Ele pode ser considerado um seguidor dessa filosofia? Ou só pinçou alguns elementos isolados, sem de fato estudá-la?

A essência estoica não mora em estratégias assim – e também não está, como afirma uma interpretação errada e comum, em tentar suprimir as próprias emoções. “É da natureza humana sentir raiva, inveja, ciúmes, medo ou tristeza. Mas a razão também faz parte da natureza humana. Sempre existe um duelo, e a solução não é inibir as emoções, e sim compreendê-las através da razão”, explica Corrêa.

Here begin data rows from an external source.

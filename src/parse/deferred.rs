use petgraph::stable_graph::{EdgeIndex, NodeIndex};
use tracing::*;

use super::{Document, Entry, RepeatId, Side};
use crate::*;

/// How a deferred link finds its ends once repeats are expanded.
#[derive(Debug, Clone, Copy, PartialEq, Eq)]
pub enum Handler {
    /// The parent is a repeat: the link leaves its last copy.
    Outgoing(RepeatId),
    /// The child is a repeat: the link enters its first copy.
    Incoming(RepeatId),
    /// Both ends are looked up by index, across scopes.
    Direct { parent: usize },
}

/// A link recorded during reading and replayed, in the order it was read,
/// after every repeat has been expanded.
#[derive(Debug, Clone, PartialEq, Eq)]
pub struct DeferredLink {
    pub handler: Handler,
    /// The index of the end not named by the handler. For `Direct`, the child.
    pub key: usize,
    /// The repeat whose body declared the link, searched first.
    pub scope: Option<RepeatId>,
    pub spec: LinkSpec,
}

impl Document {
    /// Find the concrete node for `key`, and whether it is a repeat's entry.
    fn retrieve(&self, key: usize, scope: Option<RepeatId>, side: Side) -> Result<(NodeIndex, bool)> {
        if let Some(ix) = scope.and_then(|repeat| self.repeats.get(&repeat)?.get_node(key, side)) {
            return Ok((ix, false));
        }
        match self.entries.get(&key) {
            Some(Entry::Node(ix)) => Ok((*ix, false)),
            Some(Entry::Repeat(repeat)) => {
                let ix = self.repeat(*repeat)?.attachment(side)?;
                Ok((ix, side == Side::In))
            }
            None => self
                .repeats
                .values()
                .find_map(|record| record.get_node(key, side))
                .map(|ix| (ix, false))
                .ok_or(GlycoctError::UnresolvedReference(key)),
        }
    }

    /// Form the link described by `op` in the expanded graph.
    pub(crate) fn replay(&mut self, op: DeferredLink) -> Result<EdgeIndex> {
        let (parent, child, into_repeat) = match op.handler {
            Handler::Outgoing(repeat) => {
                let parent = self.repeat(repeat)?.exit()?;
                let (child, into_repeat) = self.retrieve(op.key, op.scope, Side::In)?;
                (parent, child, into_repeat)
            }
            Handler::Incoming(repeat) => {
                let (parent, _) = self.retrieve(op.key, op.scope, Side::Out)?;
                (parent, self.repeat(repeat)?.entry()?, true)
            }
            Handler::Direct { parent } => {
                let (parent, _) = self.retrieve(parent, op.scope, Side::Out)?;
                let (child, into_repeat) = self.retrieve(op.key, op.scope, Side::In)?;
                (parent, child, into_repeat)
            }
        };
        debug!(
            "Replaying {:?}: {} -> {}",
            op.handler,
            self.graph[parent].id,
            self.graph[child].id
        );
        let spec = if into_repeat {
            op.spec.into_repeat_entry()
        } else {
            op.spec
        };
        form_link(&mut self.graph, parent, child, &spec)
    }
}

Como bem observou Marco Aurélio: “A morte e a vida, a honra e a desonra e a dor e a alegria são atribuídas igualmente a todos”. Toda pessoa está sujeita a enfrentar intempéries – mas, eis o ponto crucial, também as carrega dentro de si. Porque revive os acontecimentos, inúmeras vezes, dentro da própria mente. Controlar isso é possível – e libertador.

Na próxima vez em que você estiver mal, seja qual for o motivo, tente se lembrar do que disse Sêneca, em suas Cartas a Lucílio: “Sofremos mais na imaginação do que na realidade.”

***

Fontes (1) The Effects of Stoic Training and Adaptive Working Memory Training on Emotional Vulnerability in High Worriers. A MacLellan e N Derakshan, 2021. (2) Can stoic training develop medical student empathy and resilience? A mixed-methods study. M Brown e outros, 2022.